-- Entries supplied follows --

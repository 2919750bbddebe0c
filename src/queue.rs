use std::cmp::Ordering;
use std::collections::HashMap;
use std::future::Future;
use std::hash::Hash;

/// An ordered container with the primitives the pipeline stages need:
/// map/filter/dedup/group/sort/flatten, plus a sequential async resolver
/// Backed by a `Vec`; every operation here preserves order unless
/// explicitly documented otherwise.
#[derive(Debug, Clone, Default)]
pub struct Queue<T>(Vec<T>);

impl<T> Queue<T> {
    pub fn new() -> Self {
        Self(Vec::new())
    }

    pub fn from_vec(items: Vec<T>) -> Self {
        Self(items)
    }

    pub fn add(&mut self, item: T) {
        self.0.push(item);
    }

    pub fn get(&self, index: usize) -> Option<&T> {
        self.0.get(index)
    }

    pub fn size(&self) -> usize {
        self.0.len()
    }

    pub fn is_empty(&self) -> bool {
        self.0.is_empty()
    }

    pub fn iter(&self) -> std::slice::Iter<'_, T> {
        self.0.iter()
    }

    pub fn into_vec(self) -> Vec<T> {
        self.0
    }

    pub fn for_each(&self, f: impl FnMut(&T)) {
        self.0.iter().for_each(f);
    }

    pub fn map<U>(self, f: impl FnMut(T) -> U) -> Queue<U> {
        Queue(self.0.into_iter().map(f).collect())
    }

    pub fn filter(self, mut pred: impl FnMut(&T) -> bool) -> Queue<T> {
        Queue(self.0.into_iter().filter(|item| pred(item)).collect())
    }

    pub fn concat(mut self, mut other: Queue<T>) -> Queue<T> {
        self.0.append(&mut other.0);
        self
    }

    /// Stable sort: ties keep their pre-sort relative order.
    pub fn sort_by(&mut self, cmp: impl FnMut(&T, &T) -> Ordering) {
        self.0.sort_by(cmp);
    }

    /// Stable partition by key, groups emitted in first-appearance order;
    /// order within a group is preserved.
    pub fn group_by<K: Eq + Hash + Clone>(self, mut key_fn: impl FnMut(&T) -> K) -> Queue<T> {
        let mut first_seen: Vec<K> = Vec::new();
        let mut buckets: HashMap<K, Vec<T>> = HashMap::new();
        for item in self.0 {
            let key = key_fn(&item);
            if !buckets.contains_key(&key) {
                first_seen.push(key.clone());
            }
            buckets.entry(key).or_default().push(item);
        }
        let mut out = Vec::new();
        for key in first_seen {
            if let Some(mut items) = buckets.remove(&key) {
                out.append(&mut items);
            }
        }
        Queue(out)
    }

    /// Sequential async map: awaits `f` for one item at a time, skipping
    /// failures entirely. A single failed entry must not abort
    /// the rest of the playlist).
    pub async fn resolve_all<F, Fut, U>(self, f: F) -> Queue<U>
    where
        F: Fn(T) -> Fut,
        Fut: Future<Output = anyhow::Result<U>>,
    {
        let mut out = Vec::with_capacity(self.0.len());
        for item in self.0 {
            match f(item).await {
                Ok(resolved) => out.push(resolved),
                Err(err) => tracing::warn!("dropping entry after failed resolution: {err:#}"),
            }
        }
        Queue(out)
    }
}

impl<T: PartialEq> Queue<T> {
    pub fn contains(&self, item: &T) -> bool {
        self.0.iter().any(|x| x == item)
    }

    /// Stable dedup: keeps the first occurrence of each equivalence class
    /// Idempotent: running it twice is the same as running it once.
    pub fn dedup(self) -> Queue<T> {
        let mut out: Vec<T> = Vec::with_capacity(self.0.len());
        for item in self.0 {
            if !out.iter().any(|x| x == &item) {
                out.push(item);
            }
        }
        Queue(out)
    }
}

/// An item that is either a resolved leaf or a nested queue of more of the
/// same. `Album`/`Artist` expansion produces nested queues; `flatten`
/// collapses them away.
pub enum Nested<T> {
    Leaf(T),
    Queue(Queue<Nested<T>>),
}

impl<T> Queue<Nested<T>> {
    /// Post-order traversal that inlines nested queues (flattening
    /// an already-flat queue is a no-op).
    pub fn flatten(self) -> Queue<T> {
        fn visit<T>(item: Nested<T>, out: &mut Vec<T>) {
            match item {
                Nested::Leaf(value) => out.push(value),
                Nested::Queue(nested) => {
                    for inner in nested.0 {
                        visit(inner, out);
                    }
                }
            }
        }
        let mut out = Vec::new();
        for item in self.0 {
            visit(item, &mut out);
        }
        Queue(out)
    }
}

impl<T> FromIterator<T> for Queue<T> {
    fn from_iter<I: IntoIterator<Item = T>>(iter: I) -> Self {
        Queue(iter.into_iter().collect())
    }
}

impl<T> IntoIterator for Queue<T> {
    type Item = T;
    type IntoIter = std::vec::IntoIter<T>;
    fn into_iter(self) -> Self::IntoIter {
        self.0.into_iter()
    }
}

#[cfg(test)]
mod tests {
    use super::*;

    #[test]
    fn dedup_keeps_first_occurrence() {
        let q = Queue::from_vec(vec![1, 2, 1, 3, 2]);
        assert_eq!(q.dedup().into_vec(), vec![1, 2, 3]);
    }

    #[test]
    fn dedup_is_idempotent() {
        let q = Queue::from_vec(vec![1, 2, 1, 3, 2]);
        let once = q.clone().dedup();
        let twice = once.clone().dedup();
        assert_eq!(once.into_vec(), twice.into_vec());
    }

    #[test]
    fn group_by_preserves_first_appearance_and_intra_group_order() {
        let q = Queue::from_vec(vec![("a", 1), ("b", 2), ("a", 3)]);
        let grouped = q.group_by(|(k, _)| *k);
        assert_eq!(
            grouped.into_vec(),
            vec![("a", 1), ("a", 3), ("b", 2)]
        );
    }

    #[test]
    fn flatten_is_a_noop_on_already_flat_queue() {
        let q: Queue<Nested<i32>> = Queue::from_vec(vec![Nested::Leaf(1), Nested::Leaf(2)]);
        assert_eq!(q.flatten().into_vec(), vec![1, 2]);
    }

    #[test]
    fn flatten_collapses_nested_queues() {
        let inner = Queue::from_vec(vec![Nested::Leaf(2), Nested::Leaf(3)]);
        let q: Queue<Nested<i32>> =
            Queue::from_vec(vec![Nested::Leaf(1), Nested::Queue(inner), Nested::Leaf(4)]);
        assert_eq!(q.flatten().into_vec(), vec![1, 2, 3, 4]);
    }

    #[tokio::test]
    async fn resolve_all_is_sequential_and_skips_failures() {
        let q = Queue::from_vec(vec![1, 2, 3]);
        let order = std::sync::Arc::new(parking_lot::Mutex::new(Vec::new()));
        let order2 = order.clone();
        let resolved = q
            .resolve_all(move |item| {
                let order = order2.clone();
                async move {
                    order.lock().push(item);
                    if item == 2 {
                        anyhow::bail!("boom");
                    }
                    Ok(item * 10)
                }
            })
            .await;
        assert_eq!(*order.lock(), vec![1, 2, 3]);
        assert_eq!(resolved.into_vec(), vec![10, 30]);
    }
}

-- Entries supplied concluded --

● Exercise prompt
Write the entries out once more, exactly as they were given.

● Task response
repository 2919750bbddebe0c
filename src/queue.rs
use std::cmp::Ordering;
use std::collections::HashMap;
use std::future::Future;
use std::hash::Hash;

/// An ordered container with the primitives the pipeline stages need:
/// map/filter/dedup/group/sort/flatten, plus a sequential async resolver
/// Backed by a `Vec`; every operation here preserves order unless
/// explicitly documented otherwise.
#[derive(Debug, Clone, Default)]
pub struct Queue<T>(Vec<T>);

impl<T> Queue<T> {
    pub fn new() -> Self {
        Self(Vec::new())
    }

    pub fn from_vec(items: Vec<T>) -> Self {
        Self(items)
    }

    pub fn add(&mut self, item: T) {
        self.0.push(item);
    }

    pub fn get(&self, index: usize) -> Option<&T> {
        self.0.get(index)
    }

    pub fn size(&self) -> usize {
        self.0.len()
    }

    pub fn is_empty(&self) -> bool {
        self.0.is_empty()
    }

    pub fn iter(&self) -> std::slice::Iter<'_, T> {
        self.0.iter()
    }

    pub fn into_vec(self) -> Vec<T> {
        self.0
    }

    pub fn for_each(&self, f: impl FnMut(&T)) {
        self.0.iter().for_each(f);
    }

    pub fn map<U>(self, f: impl FnMut(T) -> U) -> Queue<U> {
        Queue(self.0.into_iter().map(f).collect())
    }

    pub fn filter(self, mut pred: impl FnMut(&T) -> bool) -> Queue<T> {
        Queue(self.0.into_iter().filter(|item| pred(item)).collect())
    }

    pub fn concat(mut self, mut other: Queue<T>) -> Queue<T> {
        self.0.append(&mut other.0);
        self
    }

    /// Stable sort: ties keep their pre-sort relative order.
    pub fn sort_by(&mut self, cmp: impl FnMut(&T, &T) -> Ordering) {
        self.0.sort_by(cmp);
    }

    /// Stable partition by key, groups emitted in first-appearance order;
    /// order within a group is preserved.
    pub fn group_by<K: Eq + Hash + Clone>(self, mut key_fn: impl FnMut(&T) -> K) -> Queue<T> {
        let mut first_seen: Vec<K> = Vec::new();
        let mut buckets: HashMap<K, Vec<T>> = HashMap::new();
        for item in self.0 {
            let key = key_fn(&item);
            if !buckets.contains_key(&key) {
                first_seen.push(key.clone());
            }
            buckets.entry(key).or_default().push(item);
        }
        let mut out = Vec::new();
        for key in first_seen {
            if let Some(mut items) = buckets.remove(&key) {
                out.append(&mut items);
            }
        }
        Queue(out)
    }

    /// Sequential async map: awaits `f` for one item at a time, skipping
    /// failures entirely. A single failed entry must not abort
    /// the rest of the playlist).
    pub async fn resolve_all<F, Fut, U>(self, f: F) -> Queue<U>
    where
        F: Fn(T) -> Fut,
        Fut: Future<Output = anyhow::Result<U>>,
    {
        let mut out = Vec::with_capacity(self.0.len());
        for item in self.0 {
            match f(item).await {
                Ok(resolved) => out.push(resolved),
                Err(err) => tracing::warn!("dropping entry after failed resolution: {err:#}"),
            }
        }
        Queue(out)
    }
}

impl<T: PartialEq> Queue<T> {
    pub fn contains(&self, item: &T) -> bool {
        self.0.iter().any(|x| x == item)
    }

    /// Stable dedup: keeps the first occurrence of each equivalence class
    /// Idempotent: running it twice is the same as running it once.
    pub fn dedup(self) -> Queue<T> {
        let mut out: Vec<T> = Vec::with_capacity(self.0.len());
        for item in self.0 {
            if !out.iter().any(|x| x == &item) {
                out.push(item);
            }
        }
        Queue(out)
    }
}

/// An item that is either a resolved leaf or a nested queue of more of the
/// same. `Album`/`Artist` expansion produces nested queues; `flatten`
/// collapses them away.
pub enum Nested<T> {
    Leaf(T),
    Queue(Queue<Nested<T>>),
}

impl<T> Queue<Nested<T>> {
    /// Post-order traversal that inlines nested queues (flattening
    /// an already-flat queue is a no-op).
    pub fn flatten(self) -> Queue<T> {
        fn visit<T>(item: Nested<T>, out: &mut Vec<T>) {
            match item {
                Nested::Leaf(value) => out.push(value),
                Nested::Queue(nested) => {
                    for inner in nested.0 {
                        visit(inner, out);
                    }
                }
            }
        }
        let mut out = Vec::new();
        for item in self.0 {
            visit(item, &mut out);
        }
        Queue(out)
    }
}

impl<T> FromIterator<T> for Queue<T> {
    fn from_iter<I: IntoIterator<Item = T>>(iter: I) -> Self {
        Queue(iter.into_iter().collect())
    }
}

impl<T> IntoIterator for Queue<T> {
    type Item = T;
    type IntoIter = std::vec::IntoIter<T>;
    fn into_iter(self) -> Self::IntoIter {
        self.0.into_iter()
    }
}

#[cfg(test)]
mod tests {
    use super::*;

    #[test]
    fn dedup_keeps_first_occurrence() {
        let q = Queue::from_vec(vec![1, 2, 1, 3, 2]);
        assert_eq!(q.dedup().into_vec(), vec![1, 2, 3]);
    }

    #[test]
    fn dedup_is_idempotent() {
        let q = Queue::from_vec(vec![1, 2, 1, 3, 2]);
        let once = q.clone().dedup();
        let twice = once.clone().dedup();
        assert_eq!(once.into_vec(), twice.into_vec());
    }

    #[test]
    fn group_by_preserves_first_appearance_and_intra_group_order() {
        let q = Queue::from_vec(vec![("a", 1), ("b", 2), ("a", 3)]);
        let grouped = q.group_by(|(k, _)| *k);
        assert_eq!(
            grouped.into_vec(),
            vec![("a", 1), ("a", 3), ("b", 2)]
        );
    }

    #[test]
    fn flatten_is_a_noop_on_already_flat_queue() {
        let q: Queue<Nested<i32>> = Queue::from_vec(vec![Nested::Leaf(1), Nested::Leaf(2)]);
        assert_eq!(q.flatten().into_vec(), vec![1, 2]);
    }

    #[test]
    fn flatten_collapses_nested_queues() {
        let inner = Queue::from_vec(vec![Nested::Leaf(2), Nested::Leaf(3)]);
        let q: Queue<Nested<i32>> =
            Queue::from_vec(vec![Nested::Leaf(1), Nested::Queue(inner), Nested::Leaf(4)]);
        assert_eq!(q.flatten().into_vec(), vec![1, 2, 3, 4]);
    }

    #[tokio::test]
    async fn resolve_all_is_sequential_and_skips_failures() {
        let q = Queue::from_vec(vec![1, 2, 3]);
        let order = std::sync::Arc::new(parking_lot::Mutex::new(Vec::new()));
        let order2 = order.clone();
        let resolved = q
            .resolve_all(move |item| {
                let order = order2.clone();
                async move {
                    order.lock().push(item);
                    if item == 2 {
                        anyhow::bail!("boom");
                    }
                    Ok(item * 10)
                }
            })
            .await;
        assert_eq!(*order.lock(), vec![1, 2, 3]);
        assert_eq!(resolved.into_vec(), vec![10, 30]);
    }
}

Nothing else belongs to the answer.